With respect to Versioning, Buckets can only be in 3 states.

  • unversioned (the default)
  • versioning-enabled
  • versioning-suspended.

S3 – Encryption

Encryption on any system requires three components:

(1) data to encrypt
(2) a method to encrypt the data using a cryptographic algorithm(AES)
(3) encryption keys to be used in conjunction with the data and the algorithm.


S3 supports encryption of data in transit and at rest.

The data at transit will be encrypted using SSL. For data at rest, you can encrypt using below options.

Server Side Encryption

How it works:


SSE- S3 (Server Side Encryption): Amazon handles key management and key protection using multiple layers of security.

In this model, data is encrypted before it is written to disk in Amazon S3. Each object is encrypted with a unique data key. As an additional safeguard, this key is encrypted with a periodically rotated master key(encrypted data key) managed by Amazon S3.

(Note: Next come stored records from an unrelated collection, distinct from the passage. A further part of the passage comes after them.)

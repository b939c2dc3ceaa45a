use std::fmt::{Display, Formatter};
use std::sync::Arc;
use std::time::Instant;

use tidegate_core::{AppError, AppResult};
use tidegate_domain::{
    ChangeReason, DeclaredSnapshot, DeclaredState, LiveState, NotificationEvent, ResourceKind,
};
use tracing::{debug, info, warn};

use crate::fingerprint_cache::FingerprintCache;
use crate::notification_service::NotificationDeduplicator;
use crate::reconcile_ports::{
    DeclaredSource, FingerprintStore, ManifestSource, MetricsSink, NotificationCache, Notifier,
    ResourceRemote, SecretStore,
};
use crate::secret_resolver::{RegistryCredentials, ResolvedSecrets, SecretResolver};

mod converge;
mod pass;

/// Metric names recorded once per pass.
pub mod metric_names {
    /// Integer metric, always 1.
    pub const RECONCILE_COUNT: &str = "reconcile_count";
    /// Duration of the pass.
    pub const RECONCILE_DURATION: &str = "reconcile_duration";
    /// Whether the pass succeeded.
    pub const RECONCILE_SUCCESS: &str = "reconcile_success";
}

/// Static engine configuration.
#[derive(Debug, Clone)]
pub struct ReconcileConfig {
    /// Region the reconciler runs in, compared against location filters.
    pub location: String,
    /// Registry credentials injected into every applied resource.
    pub registry: Option<RegistryCredentials>,
    /// Name attached to every notification event.
    pub notification_name: String,
}

/// Remote collaborators, one per resource kind.
#[derive(Clone)]
pub struct ResourceRemotes {
    /// Remote for container apps.
    pub apps: Arc<dyn ResourceRemote>,
    /// Remote for container jobs.
    pub jobs: Arc<dyn ResourceRemote>,
}

impl ResourceRemotes {
    fn get(&self, kind: ResourceKind) -> &Arc<dyn ResourceRemote> {
        match kind {
            ResourceKind::App => &self.apps,
            ResourceKind::Job => &self.jobs,
        }
    }
}

/// Remote mutation performed during a pass.
#[derive(Debug, Clone, Copy, PartialEq, Eq)]
pub enum ReconcileActionType {
    /// Resource created.
    Create,
    /// Existing managed resource replaced.
    Update,
    /// Managed resource no longer declared was deleted.
    Delete,
}

impl ReconcileActionType {
    /// Returns stable action value.
    #[must_use]
    pub fn as_str(self) -> &'static str {
        match self {
            Self::Create => "create",
            Self::Update => "update",
            Self::Delete => "delete",
        }
    }
}

impl Display for ReconcileActionType {
    fn fmt(&self, formatter: &mut Formatter<'_>) -> std::fmt::Result {
        formatter.write_str(self.as_str())
    }
}

/// One remote mutation with the resource it targeted.
#[derive(Debug, Clone, PartialEq, Eq)]
pub struct ReconcileAction {
    /// Resource kind.
    pub kind: ResourceKind,
    /// Resource name.
    pub name: String,
    /// Mutation performed.
    pub action_type: ReconcileActionType,
    /// Fingerprint decision behind a create or update.
    pub reason: Option<ChangeReason>,
}

/// Summary of a successful pass.
#[derive(Debug, Clone, PartialEq, Eq)]
pub struct PassReport {
    /// Declared-state revision that was reconciled.
    pub revision: String,
    /// Remote mutations in execution order.
    pub actions: Vec<ReconcileAction>,
}

/// Reconcile engine converging live resources toward declared state.
#[derive(Clone)]
pub struct ReconcileService {
    config: ReconcileConfig,
    source: Arc<dyn ManifestSource>,
    remotes: ResourceRemotes,
    secret_resolver: Arc<SecretResolver>,
    fingerprints: FingerprintCache,
    notifications: Option<NotificationDeduplicator>,
    metrics: Option<Arc<dyn MetricsSink>>,
}

impl ReconcileService {
    /// Creates a reconcile service.
    #[must_use]
    pub fn new(
        config: ReconcileConfig,
        source: Arc<dyn ManifestSource>,
        remotes: ResourceRemotes,
        secret_store: Arc<dyn SecretStore>,
        fingerprint_store: Arc<dyn FingerprintStore>,
    ) -> Self {
        Self {
            config,
            source,
            remotes,
            secret_resolver: Arc::new(SecretResolver::new(secret_store)),
            fingerprints: FingerprintCache::new(fingerprint_store),
            notifications: None,
            metrics: None,
        }
    }

    /// Adds deduplicated pass notifications.
    #[must_use]
    pub fn with_notifications(
        mut self,
        cache: Arc<dyn NotificationCache>,
        notifier: Arc<dyn Notifier>,
    ) -> Self {
        self.notifications = Some(NotificationDeduplicator::new(cache, notifier));
        self
    }

    /// Adds per-pass metrics.
    #[must_use]
    pub fn with_metrics(mut self, metrics: Arc<dyn MetricsSink>) -> Self {
        self.metrics = Some(metrics);
        self
    }

    /// Returns the engine configuration.
    #[must_use]
    pub fn config(&self) -> &ReconcileConfig {
        &self.config
    }
}

#[cfg(test)]
mod tests;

SSE – KMS (Key Management Service) : You can use AWS KMS to manage your encryption keys. It provides an audit trail so you can see who used your key to access which object and when, as well as view failed attempts to access data from users without permission to decrypt the data.


SSE-C (Customer provided keys) : You can use your own encryption key while uploading an object to Amazon S3.This encryption key is used by Amazon S3 to encrypt your data.

When you retrieve this object from Amazon S3, you must provide the same encryption key in your request. Amazon S3 verifies that the encryption key matches, decrypts the object, and returns the object to you.


Client Side Encryption:

You encrypt the files in your end using your preferred encryption types and then upload the encrypted filed to S3.


Scenarios – When to use:

Understanding of the given scenario is very important in the examination. You’ll be given a scenario for encrypting the files and you’ve to choose the right answer based upon the requirements and keywords mentioned.

Amazon handles the encryption/decryption and keys: 

SSE – S3 is the right option for this scenario. You needn’t to worry about encryption/decryption or keys, let AWS handles everything by themselves.

You want to manage/take hold of keys: 

SSE-C is the right option for this scenario. AWS handles the encryption/decryption, whereas you’ll be managing the keys.

You manage your keys and also wants to track who’s using your key/attempting to decrypt files without your permission:

SSE-KMS is the right option for this scenario. It provides an audit trail so you can see who used your key to access which object and when, as well as view failed attempts to access data from users without permission to decrypt the data.

Note: You can’t apply different types of server-side encryption to the same object simultaneously.